Thursday, January 3, 2008

Whether Man

It’s refreshing. I’m refreshing. I’m fast food. This is the movement of personal revelation for Nicolas Cage’s character in THE WEATHER MAN.

“To be, or not….” While Hamlet is the archetypal whether man, Cage as Dave Spritz is a worthy latter-day Prince of Denmark. His father is dying, his ex-wife is unforgiving, his son is in rehab, and his daughter is called “camel toe” because the shape of her genitalia is vivid from her tight pants. This is a movie about a man in the fuck of a life crisis.

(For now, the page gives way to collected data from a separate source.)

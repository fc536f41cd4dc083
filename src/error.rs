use std::io;
use std::panic::Location;
use std::path::{Path, PathBuf};

use thiserror::Error;

/// Raised whenever a YAML file cannot be turned into a value.
///
/// Carries the file that was being loaded, the source location of the code
/// that asked for it, and the original failure as its `source()`. The
/// message names the root failure once; the cause labels below it do not
/// repeat it.
#[derive(Error, Debug)]
#[error(
    "failed to load YAML file '{}' (requested at {location}): {}",
    .path.display(),
    .source.detail()
)]
pub struct AppError {
    path: PathBuf,
    location: &'static Location<'static>,
    #[source]
    source: LoadCause,
}

/// The root failure behind an [`AppError`].
#[derive(Error, Debug)]
pub enum LoadCause {
    #[error("I/O error")]
    Io(#[source] io::Error),

    #[error("YAML parse error")]
    Parse(#[source] serde_yaml::Error),

    #[error("YAML scan error")]
    Scan(#[source] yaml_rust2::ScanError),

    #[error("unsafe YAML tag '{tag}' at {at}")]
    UnsafeTag { tag: String, at: String },

    #[error("expected a mapping at the document root, found {found}")]
    NotAMapping { found: &'static str },
}

impl AppError {
    pub(crate) fn new(
        path: &Path,
        location: &'static Location<'static>,
        source: impl Into<LoadCause>,
    ) -> Self {
        Self {
            path: path.to_path_buf(),
            location,
            source: source.into(),
        }
    }

    pub fn path(&self) -> &Path {
        &self.path
    }

    /// Where the failed load was requested from.
    pub fn location(&self) -> &'static Location<'static> {
        self.location
    }

    pub fn cause(&self) -> &LoadCause {
        &self.source
    }

    pub fn into_cause(self) -> LoadCause {
        self.source
    }

    /// Shortcut for callers that only care about e.g. `NotFound`.
    pub fn io_error_kind(&self) -> Option<io::ErrorKind> {
        match &self.source {
            LoadCause::Io(e) => Some(e.kind()),
            _ => None,
        }
    }
}

impl LoadCause {
    /// The underlying error's own message.
    pub fn detail(&self) -> String {
        match self {
            LoadCause::Io(e) => e.to_string(),
            LoadCause::Parse(e) => e.to_string(),
            LoadCause::Scan(e) => e.to_string(),
            other => other.to_string(),
        }
    }
}

impl From<yaml_rust2::ScanError> for LoadCause {
    fn from(e: yaml_rust2::ScanError) -> Self {
        LoadCause::Scan(e)
    }
}

impl From<io::Error> for LoadCause {
    fn from(e: io::Error) -> Self {
        LoadCause::Io(e)
    }
}

impl From<serde_yaml::Error> for LoadCause {
    fn from(e: serde_yaml::Error) -> Self {
        LoadCause::Parse(e)
    }
}

#[cfg(test)]
mod tests {
    use super::*;
    use std::error::Error as _;

    #[test]
    fn display_shows_context_and_root_cause() {
        let err = AppError::new(
            Path::new("config/config.yaml"),
            Location::caller(),
            io::Error::new(io::ErrorKind::NotFound, "no such file"),
        );
        let msg = err.to_string();
        assert!(msg.contains("config/config.yaml"), "{msg}");
        assert!(msg.contains("src/error.rs"), "{msg}");
        assert!(msg.contains("no such file"), "{msg}");
    }

    #[test]
    fn cause_label_does_not_repeat_root_message() {
        let err = AppError::new(
            Path::new("x.yaml"),
            Location::caller(),
            io::Error::new(io::ErrorKind::NotFound, "no such file"),
        );
        assert_eq!(err.cause().to_string(), "I/O error");
        assert_eq!(err.to_string().matches("no such file").count(), 1);
    }

    #[test]
    fn source_chain_reaches_io_error() {
        let err = AppError::new(
            Path::new("x.yaml"),
            Location::caller(),
            io::Error::new(io::ErrorKind::PermissionDenied, "denied"),
        );
        assert_eq!(err.io_error_kind(), Some(io::ErrorKind::PermissionDenied));

        let cause = err.source().expect("AppError has a source");
        let root = cause.source().expect("LoadCause::Io has a source");
        let io = root.downcast_ref::<io::Error>().expect("root is io::Error");
        assert_eq!(io.kind(), io::ErrorKind::PermissionDenied);
    }

    #[test]
    fn non_io_causes_have_no_io_kind() {
        let err = AppError::new(
            Path::new("x.yaml"),
            Location::caller(),
            LoadCause::NotAMapping { found: "sequence" },
        );
        assert_eq!(err.io_error_kind(), None);
        assert!(matches!(err.into_cause(), LoadCause::NotAMapping { found: "sequence" }));
    }
}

I’d love to be an actor; you have no agenda outside the immediate present. An actor arrives at his home and doesn’t rush inside for a pee, he doesn’t carry anything except what he’s going to use, he is not hungry except where it moves the plot, he does not drink except to have the character drunk, and even then, he is faking drunkenness so he has the luxury of only looking terrible in the morning without actually feeling it. Dave Spritz wears his great, dark car like his great, dark overcoat. He arrives at his home and has a significant argument with his ex-wife instead of feeling the stomachache over the chilidog he ate for lunch or considering the traffic he’ll have to face before dinner. He takes his time to throw a snowball at his ex-wife, and breaks her glasses in doing so. He takes his time with that.

I don’t agree with the end message, though, that nothing in adult life is easy. That can’t be right, but that’s the message our hero needs to hear. He needs to hear that so he doesn’t feel bad for himself against the tough issues he has to face. He has to do the work, he has to reconcile himself to do the work, and in order to do that, he has to chuck some self-sympathy and just get it done. Yes, sometimes adult life is like that.

What we see at the beginning of the movie is that Dave Spritz has bad aim. He needs a target. He needs practice. He needs a weapon more potent than frozen water. So he takes up archery.

While Spritz does acquire a bow to walk the streets of New York City, the film does not show any essence of levity in his adult life. I am not surprised at the absence of a WEATHERMAN 2. All work and no play would make for a very dull sequel. There is also NOT an HAMLET II. Anyone left at the end of that play was killed; even Rosencrantz and Guildenstern are executed to ensure the impossibility of a second run. Decisiveness is easy, you just have decide to do it.